This is the code for our KILT leaderboard submission to the T-REx and zsRE tasks. It includes code for training a DPR model then continuing training with RAG.

Overview

KGI (Knowledge Graph Induction) for slot filling

This is the code for our KILT leaderboard submission to the T-REx and zsRE tasks. It includes code for training a DPR model then continuing training with RAG.

Our model is described in: Zero-shot Slot Filling with DPR and RAG

Available from Hugging Face as:

Dataset Type Model Name Tokenizer Name
T-REx DPR (ctx) michaelrglass/dpr-ctx_encoder-multiset-base-kgi0-trex facebook/dpr-ctx_encoder-multiset-base
T-REx RAG michaelrglass/rag-token-nq-kgi0-trex rag-token-nq
zsRE DPR (ctx) michaelrglass/dpr-ctx_encoder-multiset-base-kgi0-zsre facebook/dpr-ctx_encoder-multiset-base
zsRE RAG michaelrglass/rag-token-nq-kgi0-zsre rag-token-nq

Process to reproduce

Download the KILT data and knowledge source

Segment the KILT Knowledge Source into passages:

python slot_filling/kilt_passage_corpus.py \
--kilt_corpus kilt_knowledgesource.json --output_dir kilt_passages --passage_ids passage_ids.txt

Generate the first phase of the DPR training data

python dpr/dpr_kilt_slot_filling_dataset.py \
--kilt_data structured_zeroshot-train-kilt.jsonl \
--passage_ids passage_ids.txt \
--output_file zsRE_train_positive_pids.jsonl

python dpr/dpr_kilt_slot_filling_dataset.py \
--kilt_data trex-train-kilt.jsonl \
--passage_ids passage_ids.txt \
--output_file trex_train_positive_pids.jsonl

Download and build Anserini. You will need to have Maven and a Java JDK.

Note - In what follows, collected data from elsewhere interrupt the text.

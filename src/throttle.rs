//! Bandwidth throttling for outbound downloads.
//!
//! Chunks are forwarded as soon as they are produced. After each chunk the
//! stream works out how long that chunk should have taken at the configured
//! rate and holds back the next one for whatever part of that time has not
//! already elapsed. The result is an average-rate limit that tolerates bursts
//! at chunk boundaries.

use futures::Stream;
use std::future::Future;
use std::pin::Pin;
use std::task::{ready, Context, Poll};
use std::time::Duration;
use tokio::time::{Instant, Sleep};

/// Converts the configured MB/s into bytes per second. Non-positive values
/// disable throttling.
pub fn bytes_per_second_from_mbps(mbps: f64) -> Option<f64> {
    if mbps.is_finite() && mbps > 0.0 {
        Some(mbps * 1024.0 * 1024.0)
    } else {
        None
    }
}

/// Pacing arithmetic, kept apart from the stream so it can be reasoned about
/// with explicit instants.
#[derive(Debug, Clone)]
pub struct Pacer {
    bytes_per_second: f64,
    last_push: Instant,
}

impl Pacer {
    pub fn new(bytes_per_second: f64, now: Instant) -> Self {
        Self {
            bytes_per_second,
            last_push: now,
        }
    }

    /// Delay to apply after pushing `chunk_len` bytes at `now`.
    pub fn after_chunk(&mut self, chunk_len: usize, now: Instant) -> Duration {
        let required = Duration::from_secs_f64(chunk_len as f64 / self.bytes_per_second);
        let since_last = now.saturating_duration_since(self.last_push);
        let delay = required.saturating_sub(since_last);
        self.last_push = now + delay;
        delay
    }
}

pub struct ThrottledStream<S> {
    inner: S,
    pacer: Option<Pacer>,
    pending_delay: Option<Pin<Box<Sleep>>>,
}

impl<S> ThrottledStream<S> {
    /// `bytes_per_second` of `None` passes the stream through untouched.
    pub fn new(inner: S, bytes_per_second: Option<f64>) -> Self {
        Self {
            inner,
            pacer: bytes_per_second
                .filter(|bps| *bps > 0.0)
                .map(|bps| Pacer::new(bps, Instant::now())),
            pending_delay: None,
        }
    }
}

impl<S, B, E> Stream for ThrottledStream<S>
where
    S: Stream<Item = Result<B, E>> + Unpin,
    B: AsRef<[u8]>,
{
    type Item = Result<B, E>;

    fn poll_next(self: Pin<&mut Self>, cx: &mut Context<'_>) -> Poll<Option<Self::Item>> {
        let this = self.get_mut();

        if let Some(delay) = this.pending_delay.as_mut() {
            ready!(delay.as_mut().poll(cx));
            this.pending_delay = None;
        }

        let item = ready!(Pin::new(&mut this.inner).poll_next(cx));
        if let (Some(Ok(chunk)), Some(pacer)) = (&item, this.pacer.as_mut()) {
            let delay = pacer.after_chunk(chunk.as_ref().len(), Instant::now());
            if !delay.is_zero() {
                this.pending_delay = Some(Box::pin(tokio::time::sleep(delay)));
            }
        }
        Poll::Ready(item)
    }
}

#[cfg(test)]
mod tests {
    use super::*;
    use futures::StreamExt;
    use std::io;

    #[test]
    fn converts_megabytes_per_second() {
        assert_eq!(bytes_per_second_from_mbps(5.0), Some(5.0 * 1024.0 * 1024.0));
        assert_eq!(bytes_per_second_from_mbps(0.0), None);
        assert_eq!(bytes_per_second_from_mbps(-1.0), None);
        assert_eq!(bytes_per_second_from_mbps(f64::NAN), None);
    }

    #[tokio::test(start_paused = true)]
    async fn pacer_charges_only_the_shortfall() {
        let start = Instant::now();
        let mut pacer = Pacer::new(1000.0, start);

        // 500 bytes need 500ms; nothing elapsed yet.
        assert_eq!(pacer.after_chunk(500, start), Duration::from_millis(500));

        // Next chunk arrives 700ms after the delayed push: already paid for.
        let later = start + Duration::from_millis(1200);
        assert_eq!(pacer.after_chunk(500, later), Duration::ZERO);

        // 200ms after that, a 1000 byte chunk still owes 800ms.
        let then = later + Duration::from_millis(200);
        assert_eq!(pacer.after_chunk(1000, then), Duration::from_millis(800));
    }

    #[tokio::test(start_paused = true)]
    async fn stream_drains_at_configured_rate() {
        let chunks: Vec<Result<Vec<u8>, io::Error>> = (0..3).map(|_| Ok(vec![0u8; 1000])).collect();
        let start = Instant::now();

        let mut stream = ThrottledStream::new(futures::stream::iter(chunks), Some(1000.0));
        let mut received = 0;
        while let Some(chunk) = stream.next().await {
            received += chunk.unwrap().len();
        }

        assert_eq!(received, 3000);
        let elapsed = start.elapsed();
        assert!(elapsed >= Duration::from_secs(3), "elapsed {:?}", elapsed);
        assert!(elapsed < Duration::from_millis(3100), "elapsed {:?}", elapsed);
    }

    #[tokio::test(start_paused = true)]
    async fn first_chunk_is_not_delayed() {
        let chunks: Vec<Result<Vec<u8>, io::Error>> = vec![Ok(vec![1u8; 4000])];
        let start = Instant::now();

        let mut stream = ThrottledStream::new(futures::stream::iter(chunks), Some(1000.0));
        let first = stream.next().await.unwrap().unwrap();

        assert_eq!(first.len(), 4000);
        assert_eq!(start.elapsed(), Duration::ZERO);
    }

    #[tokio::test(start_paused = true)]
    async fn unthrottled_stream_passes_through() {
        let chunks: Vec<Result<Vec<u8>, io::Error>> = (0..5).map(|_| Ok(vec![0u8; 1_000_000])).collect();
        let start = Instant::now();

        let collected: Vec<_> = ThrottledStream::new(futures::stream::iter(chunks), None)
            .collect()
            .await;

        assert_eq!(collected.len(), 5);
        assert_eq!(start.elapsed(), Duration::ZERO);
    }

    #[tokio::test(start_paused = true)]
    async fn errors_are_forwarded() {
        let chunks: Vec<Result<Vec<u8>, io::Error>> = vec![
            Ok(vec![0u8; 10]),
            Err(io::Error::new(io::ErrorKind::Other, "disk")),
        ];
        let collected: Vec<_> = ThrottledStream::new(futures::stream::iter(chunks), Some(10.0))
            .collect()
            .await;

        assert!(collected[0].is_ok());
        assert!(collected[1].is_err());
    }
}
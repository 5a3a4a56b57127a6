use super::models::{RemoteRecord, TrackRecord};
use super::schema::LIBRARY_VERSIONED_SCHEMAS;
use super::{RemoteStore, TrackIndex};
use crate::sqlite_persistence::{read_schema_version, BASE_DB_VERSION};
use anyhow::{bail, Context, Result};
use rusqlite::{params, Connection, OptionalExtension};
use std::path::Path;
use std::sync::{Arc, Mutex};
use tracing::info;

const TRACK_COLUMNS: &str = "path, hash, size, mtime, title, artist, duration, bitrate, verified";

/// Track index and remote registry backed by a single SQLite connection.
pub struct SqliteLibraryStore {
    conn: Arc<Mutex<Connection>>,
}

impl SqliteLibraryStore {
    pub fn new<P: AsRef<Path>>(db_path: P) -> Result<Self> {
        let path = db_path.as_ref();
        let is_new_db = !path.exists();

        let mut conn = Connection::open(path)
            .with_context(|| format!("Failed to open library database at {:?}", path))?;
        conn.pragma_update(None, "journal_mode", "WAL")?;

        let latest = LIBRARY_VERSIONED_SCHEMAS
            .last()
            .context("No library schema declared")?;

        if is_new_db {
            info!("Creating new library database at {:?}", path);
            latest.create(&conn)?;
        } else {
            let db_version = read_schema_version(&conn)?;
            if db_version < 1 {
                bail!(
                    "Library database version {} is invalid (expected >= 1)",
                    db_version
                );
            }

            let schema = LIBRARY_VERSIONED_SCHEMAS
                .iter()
                .find(|s| s.version as i64 == db_version)
                .with_context(|| format!("Unknown library database version {}", db_version))?;
            schema.validate(&conn).with_context(|| {
                format!(
                    "Library database schema validation failed for version {}",
                    db_version
                )
            })?;

            if (db_version as usize) < latest.version {
                info!(
                    "Migrating library database from version {} to {}",
                    db_version, latest.version
                );
                Self::migrate(&mut conn, db_version as usize)?;
            }
        }

        Ok(Self {
            conn: Arc::new(Mutex::new(conn)),
        })
    }

    #[cfg(test)]
    pub fn in_memory() -> Result<Self> {
        let conn = Connection::open_in_memory()?;
        LIBRARY_VERSIONED_SCHEMAS
            .last()
            .context("No library schema declared")?
            .create(&conn)?;
        Ok(Self {
            conn: Arc::new(Mutex::new(conn)),
        })
    }

    fn migrate(conn: &mut Connection, from_version: usize) -> Result<()> {
        let tx = conn.transaction()?;
        let mut current = from_version;
        for schema in LIBRARY_VERSIONED_SCHEMAS
            .iter()
            .filter(|s| s.version > from_version)
        {
            if let Some(migration) = schema.migration {
                migration(&tx).with_context(|| {
                    format!("Failed to run migration to version {}", schema.version)
                })?;
            }
            current = schema.version;
        }
        tx.execute(
            &format!("PRAGMA user_version = {}", BASE_DB_VERSION + current),
            [],
        )?;
        tx.commit()?;
        Ok(())
    }

    fn row_to_track(row: &rusqlite::Row) -> rusqlite::Result<TrackRecord> {
        Ok(TrackRecord {
            path: row.get("path")?,
            hash: row.get("hash")?,
            size: row.get::<_, i64>("size")?.max(0) as u64,
            mtime: row.get("mtime")?,
            title: row.get("title")?,
            artist: row.get("artist")?,
            duration: row.get("duration")?,
            bitrate: row.get("bitrate")?,
            verified: row.get::<_, i64>("verified")? != 0,
        })
    }

    fn row_to_remote(row: &rusqlite::Row) -> rusqlite::Result<RemoteRecord> {
        Ok(RemoteRecord {
            name: row.get("name")?,
            url: row.get("url")?,
            last_sync: row.get("last_sync")?,
        })
    }

    fn query_tracks<P: rusqlite::Params>(&self, sql: &str, params: P) -> Result<Vec<TrackRecord>> {
        let conn = self.conn.lock().unwrap();
        let mut stmt = conn.prepare(sql)?;
        let tracks = stmt
            .query_map(params, Self::row_to_track)?
            .collect::<rusqlite::Result<Vec<_>>>()?;
        Ok(tracks)
    }
}

impl TrackIndex for SqliteLibraryStore {
    fn put(&self, track: &TrackRecord) -> Result<()> {
        let conn = self.conn.lock().unwrap();
        conn.execute(
            &format!(
                "INSERT OR REPLACE INTO tracks ({}) VALUES (?1, ?2, ?3, ?4, ?5, ?6, ?7, ?8, 1)",
                TRACK_COLUMNS
            ),
            params![
                track.path,
                track.hash,
                track.size as i64,
                track.mtime,
                track.title,
                track.artist,
                track.duration,
                track.bitrate,
            ],
        )
        .with_context(|| format!("Failed to store track {}", track.path))?;
        Ok(())
    }

    fn delete(&self, path: &str) -> Result<bool> {
        let conn = self.conn.lock().unwrap();
        let removed = conn.execute("DELETE FROM tracks WHERE path = ?1", params![path])?;
        Ok(removed > 0)
    }

    fn get(&self, path: &str) -> Result<Option<TrackRecord>> {
        let conn = self.conn.lock().unwrap();
        let track = conn
            .query_row(
                &format!("SELECT {} FROM tracks WHERE path = ?1", TRACK_COLUMNS),
                params![path],
                Self::row_to_track,
            )
            .optional()?;
        Ok(track)
    }

    fn get_by_hash(&self, hash: &str) -> Result<Option<TrackRecord>> {
        let conn = self.conn.lock().unwrap();
        let track = conn
            .query_row(
                &format!(
                    "SELECT {} FROM tracks WHERE hash = ?1 AND verified = 1 LIMIT 1",
                    TRACK_COLUMNS
                ),
                params![hash],
                Self::row_to_track,
            )
            .optional()?;
        Ok(track)
    }

    fn find_by_metadata(&self, title: &str, artist: &str) -> Result<Vec<TrackRecord>> {
        self.query_tracks(
            &format!(
                "SELECT {} FROM tracks WHERE title = ?1 AND artist = ?2 AND verified = 1",
                TRACK_COLUMNS
            ),
            params![title, artist],
        )
    }

    fn list_verified(&self) -> Result<Vec<TrackRecord>> {
        self.query_tracks(
            &format!(
                "SELECT {} FROM tracks WHERE verified = 1 ORDER BY path",
                TRACK_COLUMNS
            ),
            [],
        )
    }

    fn list_paths(&self) -> Result<Vec<String>> {
        let conn = self.conn.lock().unwrap();
        let mut stmt = conn.prepare("SELECT path FROM tracks")?;
        let paths = stmt
            .query_map([], |row| row.get(0))?
            .collect::<rusqlite::Result<Vec<String>>>()?;
        Ok(paths)
    }

    fn count_verified(&self) -> Result<usize> {
        let conn = self.conn.lock().unwrap();
        let count: i64 =
            conn.query_row("SELECT COUNT(*) FROM tracks WHERE verified = 1", [], |row| {
                row.get(0)
            })?;
        Ok(count as usize)
    }
}

impl RemoteStore for SqliteLibraryStore {
    fn upsert_remote(&self, name: &str, url: &str) -> Result<()> {
        let conn = self.conn.lock().unwrap();
        conn.execute(
            "INSERT OR REPLACE INTO remotes (name, url, last_sync) VALUES (?1, ?2, 0)",
            params![name, url],
        )?;
        Ok(())
    }

    fn seed_remote(&self, name: &str, url: &str) -> Result<bool> {
        let conn = self.conn.lock().unwrap();
        let inserted = conn.execute(
            "INSERT OR IGNORE INTO remotes (name, url, last_sync) VALUES (?1, ?2, 0)",
            params![name, url],
        )?;
        Ok(inserted > 0)
    }

    fn delete_remote(&self, name: &str) -> Result<bool> {
        let conn = self.conn.lock().unwrap();
        let removed = conn.execute("DELETE FROM remotes WHERE name = ?1", params![name])?;
        Ok(removed > 0)
    }

    fn get_remote(&self, name: &str) -> Result<Option<RemoteRecord>> {
        let conn = self.conn.lock().unwrap();
        let remote = conn
            .query_row(
                "SELECT name, url, last_sync FROM remotes WHERE name = ?1",
                params![name],
                Self::row_to_remote,
            )
            .optional()?;
        Ok(remote)
    }

    fn list_remotes(&self) -> Result<Vec<RemoteRecord>> {
        let conn = self.conn.lock().unwrap();
        let mut stmt = conn.prepare("SELECT name, url, last_sync FROM remotes ORDER BY name")?;
        let remotes = stmt
            .query_map([], Self::row_to_remote)?
            .collect::<rusqlite::Result<Vec<_>>>()?;
        Ok(remotes)
    }

    fn update_last_sync(&self, name: &str, timestamp_ms: i64) -> Result<bool> {
        let conn = self.conn.lock().unwrap();
        let updated = conn.execute(
            "UPDATE remotes SET last_sync = ?1 WHERE name = ?2",
            params![timestamp_ms, name],
        )?;
        Ok(updated > 0)
    }
}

git clone https://github.com/castorini/anserini.git
cd anserini
# to use the 0.4.1 version dprBM25.jar is built for
git checkout 3a60106fdc83473d147218d78ae7dca7c3b6d47c
export JAVA_HOME=your JDK directory
mvn clean package appassembler:assemble

put the title/text into the training instance with hard negatives from BM25

python dpr/anserini_prep.py \
--input kilt_passages \
--output anserini_passages

sh Anserini/target/appassembler/bin/IndexCollection -collection JsonCollection \
-generator LuceneDocumentGenerator -threads 40 -input anserini_passages \
-index anserini_passage_index -storePositions -storeDocvectors -storeRawDocs

export CLASSPATH=jar/dprBM25.jar:Anserini/target/anserini-0.4.1-SNAPSHOT-fatjar.jar
java com.ibm.research.ai.pretraining.retrieval.DPRTrainingData \
-passageIndex anserini_passage_index \
-positivePidData ${dataset}_train_positive_pids.jsonl \
-trainingData ${dataset}_dpr_training_data.jsonl

Train DPR

# multi-gpu is not well supported
export CUDA_VISIBLE_DEVICES=0

python dpr/biencoder_trainer.py \
--train_dir zsRE_dpr_training_data.jsonl \
--output_dir models/DPR/zsRE \
--num_train_epochs 2 \
--num_instances 131610 \
--encoder_gpu_train_limit 32 \
--full_train_batch_size 128 \
--max_grad_norm 1.0 --learning_rate 5e-5

python dpr/biencoder_trainer.py \
--train_dir trex_dpr_training_data.jsonl \
--output_dir models/DPR/trex \
--num_train_epochs 2 \
--num_instances 2207953 \
--encoder_gpu_train_limit 32 \
--full_train_batch_size 128 \
--max_grad_norm 1.0 --learning_rate 5e-5

Put the trained DPR query encoder into the NQ RAG model (dataset = trex, zsRE)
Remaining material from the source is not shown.